Unfortunately we are living in an age where every move you make will be scrutinized. Look what they did to Amar’e Stoudemire. They just fined the man $50,000 for calling a fan who was ridiculing him a faggot in a private message on Twitter. What he said was offensive, but he wasn’t using faggot to deride the fan for being gay. He used it to insinuate that the person deriding him was out of line. The same way many of us do behind closed doors - as he was.
This man is a human. He breathes the same air that we all do. He drinks the same water. He uses the same toilet. So why should he act like he is the paragon of virtue because he can handle a basketball? He’s not a reverend; he’s not the president. He’s an athlete, but before all of that he is a human. Meaning he’s not perfect. But they are going to expect all you draftees to be.
Not perfect in the sense that nothing is wrong with you. You could be the paragon of virtue, but if you have an opinion different from your master's, you better keep that sh*t to yourself. Get a journal and make sure no one finds it, because they will put you on a cross and let an eagle eat your liver like Prometheus.

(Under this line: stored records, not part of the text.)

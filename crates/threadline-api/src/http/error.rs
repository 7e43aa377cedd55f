//! Application error type mapping to HTTP status codes and envelope format.

use axum::Json;
use axum::http::StatusCode;
use axum::response::{IntoResponse, Response};
use uuid::Uuid;

use threadline_types::error::{ExchangeFailure, InitializationFailure};

use super::response::ApiResponse;

/// Application-level error that maps to HTTP responses.
#[derive(Debug)]
pub enum AppError {
    /// Session setup failed; always reported as invalid credentials.
    InvalidCredentials(InitializationFailure),
    /// The send/poll/fetch sequence failed.
    Exchange(ExchangeFailure),
    SessionNotFound(Uuid),
    /// Another send is already pending on the session.
    SessionBusy,
    Validation(String),
}

impl From<InitializationFailure> for AppError {
    fn from(e: InitializationFailure) -> Self {
        AppError::InvalidCredentials(e)
    }
}

impl From<ExchangeFailure> for AppError {
    fn from(e: ExchangeFailure) -> Self {
        AppError::Exchange(e)
    }
}

impl AppError {
    fn parts(&self) -> (StatusCode, &'static str, String) {
        match self {
            AppError::InvalidCredentials(_) => (
                StatusCode::UNAUTHORIZED,
                "INVALID_CREDENTIALS",
                "Invalid credentials".to_string(),
            ),
            AppError::Exchange(e @ ExchangeFailure::TimedOut { .. }) => {
                (StatusCode::GATEWAY_TIMEOUT, "RUN_TIMEOUT", e.to_string())
            }
            AppError::Exchange(ExchangeFailure::Cancelled) => (
                StatusCode::GONE,
                "SESSION_CLOSED",
                "The session was closed while waiting for a reply".to_string(),
            ),
            AppError::Exchange(e @ ExchangeFailure::Remote(_)) => {
                (StatusCode::BAD_GATEWAY, "EXCHANGE_FAILED", e.to_string())
            }
            AppError::SessionNotFound(id) => (
                StatusCode::NOT_FOUND,
                "SESSION_NOT_FOUND",
                format!("Session {id} not found"),
            ),
            AppError::SessionBusy => (
                StatusCode::CONFLICT,
                "SESSION_BUSY",
                "A reply is still pending for this session".to_string(),
            ),
            AppError::Validation(msg) => (StatusCode::BAD_REQUEST, "VALIDATION_ERROR", msg.clone()),
        }
    }
}

impl IntoResponse for AppError {
    fn into_response(self) -> Response {
        let (status, code, message) = self.parts();
        if status.is_server_error() {
            tracing::warn!(code, %message, "request failed");
        }
        (status, Json(ApiResponse::error(code, &message))).into_response()
    }
}
//! Banners printed around a chat session.

use console::style;

use threadline_types::assistant::{Assistant, ThreadId};
use threadline_types::error::InitializationFailure;

/// Print the welcome banner once the session is ready.
pub fn print_welcome_banner(assistant: &Assistant, thread_id: &ThreadId) {
    let name = assistant.name.as_deref().unwrap_or(assistant.id.as_str());

    println!();
    println!("  {} {}", style("*").cyan(), style(name).cyan().bold());
    println!();
    if let Some(model) = &assistant.model {
        println!("  {}   {}", style("Model:").bold(), style(model).dim());
    }
    println!("  {}  {}", style("Thread:").bold(), style(thread_id).dim());
    println!();
    println!("  {}", style("Type /help for commands, Ctrl+D to exit").dim());
    println!("  {}", style("---").dim());
    println!();
}

/// Print the error banner shown when a session could not be set up.
///
/// The message stays generic; the underlying cause is in the logs.
pub fn print_init_error(error: &InitializationFailure) {
    eprintln!();
    eprintln!(
        "  {} {}",
        style("!").red().bold(),
        style(capitalize(&error.to_string())).red().bold()
    );
    eprintln!(
        "  {}",
        style("Check the API key and assistant id, then try again.").dim()
    );
    eprintln!();
}

fn capitalize(text: &str) -> String {
    let mut chars = text.chars();
    match chars.next() {
        Some(first) => first.to_uppercase().chain(chars).collect(),
        None => String::new(),
    }
}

The powers that be in the MLB suspended Marlins manager Ozzie Guillen because he said he respects Castro, who is a hero to some and a devil to others. The same way Ronald Reagan is and the same way Bush is. Gullien is not a politician, so his socioeconomic views will have absolutely no affect on our capitalist structure.
Instead of researching what Castro has done for Cuba, and his positive affects on countries like Venezuela and South Africa, they chastised him. He wasn’t even referring to his politics, they took what he said completely out of context and they still chastised him.
When you come into the league you will get millions of dollars a year. You will attend the most lavish parties in America. Fans throughout the world will adore you. But all of that appears to come with a price. You have to relinquish your individuality - at least in the public eye.
You are going to be you regardless of anything, but these people signing your checks want you to be the you that they want you to be. Iverson said it best, “If you want to succeed in the league you have to be fake. “
One last thing: learn from LeBron. These fans love what you do, not who you are. They love you right now but the first incident where you do something wrong they will turn on you and focus on what you did off the court and pay less attention to what you do on the court.
Garvey Ashhurst is a young up and coming poet, songwriter, and blogger. He is the reason that the system is afraid of a black man in a library. His aim is not to be Martin Luther King, Malcolm X, or Ghandi, but he hopes to make them proud by keeping their ideals alive through his lifestyle. He hopes that one day young brothers will one day say I want to be the next him.